*Try it*: Look through the entries for the string "const" and copy every line where it shows up.

*Stored items*:
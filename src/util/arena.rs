//! Generational arena backing the job table.
//!
//! Job records live in a `Vec` of slots. Removed slots go on a free list and
//! bump their generation, so a stale [`ArenaIndex`] held by a completed job's
//! handle can never alias a newer record that reused the slot.

use core::fmt;
use core::hash::{Hash, Hasher};

/// An index into an [`Arena`] with a generation counter for ABA safety.
#[derive(Clone, Copy, PartialEq, Eq, PartialOrd, Ord)]
pub struct ArenaIndex {
    index: u32,
    generation: u32,
}

impl ArenaIndex {
    /// Creates a new arena index (primarily for testing).
    #[must_use]
    pub const fn new(index: u32, generation: u32) -> Self {
        Self { index, generation }
    }

    /// Returns the raw slot number.
    #[must_use]
    pub const fn index(self) -> u32 {
        self.index
    }

    /// Returns the generation counter.
    #[must_use]
    pub const fn generation(self) -> u32 {
        self.generation
    }
}

impl fmt::Debug for ArenaIndex {
    fn fmt(&self, f: &mut fmt::Formatter<'_>) -> fmt::Result {
        write!(f, "ArenaIndex({}:{})", self.index, self.generation)
    }
}

impl Hash for ArenaIndex {
    fn hash<H: Hasher>(&self, state: &mut H) {
        let packed = (u64::from(self.index) << 32) | u64::from(self.generation);
        state.write_u64(packed);
    }
}

#[derive(Debug)]
enum Slot<T> {
    Occupied { value: T, generation: u32 },
    Vacant { next_free: Option<u32>, generation: u32 },
}

/// A slot arena with generation-checked indices.
#[derive(Debug)]
pub struct Arena<T> {
    slots: Vec<Slot<T>>,
    free_head: Option<u32>,
    len: usize,
}

impl<T> Default for Arena<T> {
    fn default() -> Self {
        Self::new()
    }
}

impl<T> Arena<T> {
    /// Creates a new empty arena.
    #[must_use]
    pub const fn new() -> Self {
        Self {
            slots: Vec::new(),
            free_head: None,
            len: 0,
        }
    }

    /// Returns the number of occupied slots.
    #[must_use]
    pub const fn len(&self) -> usize {
        self.len
    }

    /// Returns true if no slot is occupied.
    #[must_use]
    pub const fn is_empty(&self) -> bool {
        self.len == 0
    }

    /// Inserts a value built from its own final index.
    ///
    /// Records embed their id, so the closure receives the index before the
    /// value is stored.
    pub fn insert_with<F>(&mut self, f: F) -> ArenaIndex
    where
        F: FnOnce(ArenaIndex) -> T,
    {
        self.len += 1;

        if let Some(free) = self.free_head {
            let slot = &mut self.slots[free as usize];
            let (next_free, generation) = match slot {
                Slot::Vacant {
                    next_free,
                    generation,
                } => (*next_free, *generation),
                Slot::Occupied { .. } => unreachable!("free list pointed to occupied slot"),
            };
            self.free_head = next_free;
            let idx = ArenaIndex::new(free, generation);
            *slot = Slot::Occupied {
                value: f(idx),
                generation,
            };
            idx
        } else {
            let index = u32::try_from(self.slots.len()).expect("job arena overflow");
            let idx = ArenaIndex::new(index, 0);
            self.slots.push(Slot::Occupied {
                value: f(idx),
                generation: 0,
            });
            idx
        }
    }

    /// Inserts a value and returns its index.
    pub fn insert(&mut self, value: T) -> ArenaIndex {
        self.insert_with(|_| value)
    }

    /// Removes and returns the value at `index`, if it is still live.
    pub fn remove(&mut self, index: ArenaIndex) -> Option<T> {
        let slot = self.slots.get_mut(index.index as usize)?;
        let generation = match slot {
            Slot::Occupied { generation, .. } if *generation == index.generation => *generation,
            _ => return None,
        };
        let old = core::mem::replace(
            slot,
            Slot::Vacant {
                next_free: self.free_head,
                generation: generation.wrapping_add(1),
            },
        );
        self.free_head = Some(index.index);
        self.len -= 1;
        match old {
            Slot::Occupied { value, .. } => Some(value),
            Slot::Vacant { .. } => None,
        }
    }

    /// Returns a reference to the live value at `index`.
    #[must_use]
    pub fn get(&self, index: ArenaIndex) -> Option<&T> {
        match self.slots.get(index.index as usize)? {
            Slot::Occupied { value, generation } if *generation == index.generation => Some(value),
            _ => None,
        }
    }

    /// Returns a mutable reference to the live value at `index`.
    pub fn get_mut(&mut self, index: ArenaIndex) -> Option<&mut T> {
        match self.slots.get_mut(index.index as usize)? {
            Slot::Occupied { value, generation } if *generation == index.generation => Some(value),
            _ => None,
        }
    }

    /// Returns true if `index` points at a live value.
    #[must_use]
    pub fn contains(&self, index: ArenaIndex) -> bool {
        self.get(index).is_some()
    }

    /// Iterates over live values in slot order.
    pub fn iter(&self) -> impl Iterator<Item = (ArenaIndex, &T)> {
        self.slots
            .iter()
            .enumerate()
            .filter_map(|(i, slot)| match slot {
                Slot::Occupied { value, generation } => {
                    Some((ArenaIndex::new(i as u32, *generation), value))
                }
                Slot::Vacant { .. } => None,
            })
    }
}
//! Coroutine context and the operations a job body performs through it.
//!
//! - [`Cx`]: identity, cancellation checks, suspension, child creation
//! - [`JobBuilder`]: start mode, explicit parent, name
//! - [`suspend`]: the futures behind `yield_now`, `join`, and `await_deferred`

pub mod builder;
#[allow(clippy::module_inception)]
pub mod cx;
pub mod suspend;

pub use builder::JobBuilder;
pub use cx::Cx;
pub use suspend::{Await, Join, YieldNow};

*Answer box*:
    pub const fn new(index: u32, generation: u32) -> Self {
    pub const fn index(self) -> u32 {
    pub const fn generation(self) -> u32 {
    pub const fn new() -> Self {
    pub const fn len(&self) -> usize {
    pub const fn is_empty(&self) -> bool {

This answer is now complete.